◆ Supplied data
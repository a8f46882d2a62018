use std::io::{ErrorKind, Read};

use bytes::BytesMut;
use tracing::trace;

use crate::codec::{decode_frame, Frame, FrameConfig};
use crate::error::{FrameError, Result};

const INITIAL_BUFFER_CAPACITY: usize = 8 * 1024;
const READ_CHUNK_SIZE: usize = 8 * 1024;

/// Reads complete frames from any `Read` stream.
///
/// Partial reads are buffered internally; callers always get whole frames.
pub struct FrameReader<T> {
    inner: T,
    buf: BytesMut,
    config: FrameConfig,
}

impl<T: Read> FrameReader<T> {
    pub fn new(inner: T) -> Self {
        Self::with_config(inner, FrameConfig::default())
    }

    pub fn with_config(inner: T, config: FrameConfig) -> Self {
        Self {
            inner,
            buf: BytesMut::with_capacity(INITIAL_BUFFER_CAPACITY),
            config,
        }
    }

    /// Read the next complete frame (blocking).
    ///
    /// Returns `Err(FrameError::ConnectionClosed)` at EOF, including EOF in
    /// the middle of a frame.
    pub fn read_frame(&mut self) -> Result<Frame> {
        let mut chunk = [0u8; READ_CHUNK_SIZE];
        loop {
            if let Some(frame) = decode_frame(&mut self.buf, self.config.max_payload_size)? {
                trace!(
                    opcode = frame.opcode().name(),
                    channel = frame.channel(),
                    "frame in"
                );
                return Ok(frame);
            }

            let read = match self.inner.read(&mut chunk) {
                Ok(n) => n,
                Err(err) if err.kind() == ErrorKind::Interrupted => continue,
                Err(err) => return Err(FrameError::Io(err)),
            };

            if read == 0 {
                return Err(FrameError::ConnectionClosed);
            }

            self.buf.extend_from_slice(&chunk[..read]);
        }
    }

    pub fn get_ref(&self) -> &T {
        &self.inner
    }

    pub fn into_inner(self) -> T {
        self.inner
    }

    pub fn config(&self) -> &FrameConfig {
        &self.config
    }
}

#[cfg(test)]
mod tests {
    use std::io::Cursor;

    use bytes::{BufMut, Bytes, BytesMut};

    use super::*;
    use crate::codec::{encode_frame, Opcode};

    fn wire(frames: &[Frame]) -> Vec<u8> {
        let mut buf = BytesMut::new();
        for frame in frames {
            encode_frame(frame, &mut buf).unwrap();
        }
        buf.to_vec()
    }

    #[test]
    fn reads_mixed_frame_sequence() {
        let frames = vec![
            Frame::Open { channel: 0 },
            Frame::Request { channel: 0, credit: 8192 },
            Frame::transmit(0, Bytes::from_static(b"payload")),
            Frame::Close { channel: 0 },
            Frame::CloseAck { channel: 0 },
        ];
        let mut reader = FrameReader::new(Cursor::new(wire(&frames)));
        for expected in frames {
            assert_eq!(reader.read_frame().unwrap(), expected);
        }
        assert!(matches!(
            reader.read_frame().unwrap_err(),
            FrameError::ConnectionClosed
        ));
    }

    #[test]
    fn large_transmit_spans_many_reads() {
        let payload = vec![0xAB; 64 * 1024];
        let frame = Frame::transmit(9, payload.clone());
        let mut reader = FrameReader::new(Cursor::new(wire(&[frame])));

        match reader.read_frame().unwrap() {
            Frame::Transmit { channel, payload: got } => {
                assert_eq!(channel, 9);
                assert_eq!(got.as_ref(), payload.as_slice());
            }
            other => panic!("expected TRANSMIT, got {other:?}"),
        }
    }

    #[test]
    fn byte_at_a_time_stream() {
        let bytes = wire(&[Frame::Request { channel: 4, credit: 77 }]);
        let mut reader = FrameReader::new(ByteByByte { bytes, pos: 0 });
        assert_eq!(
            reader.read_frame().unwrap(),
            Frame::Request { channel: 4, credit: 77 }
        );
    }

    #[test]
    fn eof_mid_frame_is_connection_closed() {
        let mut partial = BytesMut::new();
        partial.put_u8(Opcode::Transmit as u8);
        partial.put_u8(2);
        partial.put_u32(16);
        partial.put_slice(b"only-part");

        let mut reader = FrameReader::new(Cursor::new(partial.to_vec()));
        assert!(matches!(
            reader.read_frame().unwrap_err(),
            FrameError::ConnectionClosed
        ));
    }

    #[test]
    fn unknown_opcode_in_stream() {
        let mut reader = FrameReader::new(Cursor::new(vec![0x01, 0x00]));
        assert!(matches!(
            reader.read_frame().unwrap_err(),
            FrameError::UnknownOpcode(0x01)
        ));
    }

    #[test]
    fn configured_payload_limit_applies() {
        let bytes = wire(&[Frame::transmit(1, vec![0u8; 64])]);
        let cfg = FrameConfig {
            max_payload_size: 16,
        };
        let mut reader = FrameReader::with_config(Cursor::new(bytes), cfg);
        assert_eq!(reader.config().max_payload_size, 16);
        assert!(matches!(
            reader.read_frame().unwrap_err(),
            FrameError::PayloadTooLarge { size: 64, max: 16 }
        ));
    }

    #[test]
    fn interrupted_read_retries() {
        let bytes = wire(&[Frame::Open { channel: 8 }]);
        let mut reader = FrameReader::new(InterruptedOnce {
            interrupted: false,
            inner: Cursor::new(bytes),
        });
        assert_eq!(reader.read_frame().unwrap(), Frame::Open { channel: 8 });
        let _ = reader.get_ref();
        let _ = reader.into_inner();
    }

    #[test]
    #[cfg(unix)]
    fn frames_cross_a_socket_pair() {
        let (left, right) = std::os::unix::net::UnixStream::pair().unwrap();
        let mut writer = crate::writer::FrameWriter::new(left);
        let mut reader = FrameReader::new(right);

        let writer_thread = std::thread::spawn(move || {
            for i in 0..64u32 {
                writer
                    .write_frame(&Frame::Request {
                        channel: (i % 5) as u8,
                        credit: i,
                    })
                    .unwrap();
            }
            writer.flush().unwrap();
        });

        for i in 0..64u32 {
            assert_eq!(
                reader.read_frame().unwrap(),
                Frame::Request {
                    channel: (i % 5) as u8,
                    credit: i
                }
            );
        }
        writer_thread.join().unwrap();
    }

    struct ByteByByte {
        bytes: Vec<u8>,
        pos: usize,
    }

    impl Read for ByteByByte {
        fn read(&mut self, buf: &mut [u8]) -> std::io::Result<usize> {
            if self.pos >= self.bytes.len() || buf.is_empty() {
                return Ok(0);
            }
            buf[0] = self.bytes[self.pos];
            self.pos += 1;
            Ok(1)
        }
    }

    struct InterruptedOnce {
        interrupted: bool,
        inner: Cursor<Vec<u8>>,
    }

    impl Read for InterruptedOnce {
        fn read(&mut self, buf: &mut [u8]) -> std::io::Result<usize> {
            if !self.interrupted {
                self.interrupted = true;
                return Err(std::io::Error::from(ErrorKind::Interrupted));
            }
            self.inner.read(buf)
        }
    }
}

◆ What you need to do
Copy each line above containing the string "expected".

◆ Solution
        for expected in frames {
            assert_eq!(reader.read_frame().unwrap(), expected);
            other => panic!("expected TRANSMIT, got {other:?}"),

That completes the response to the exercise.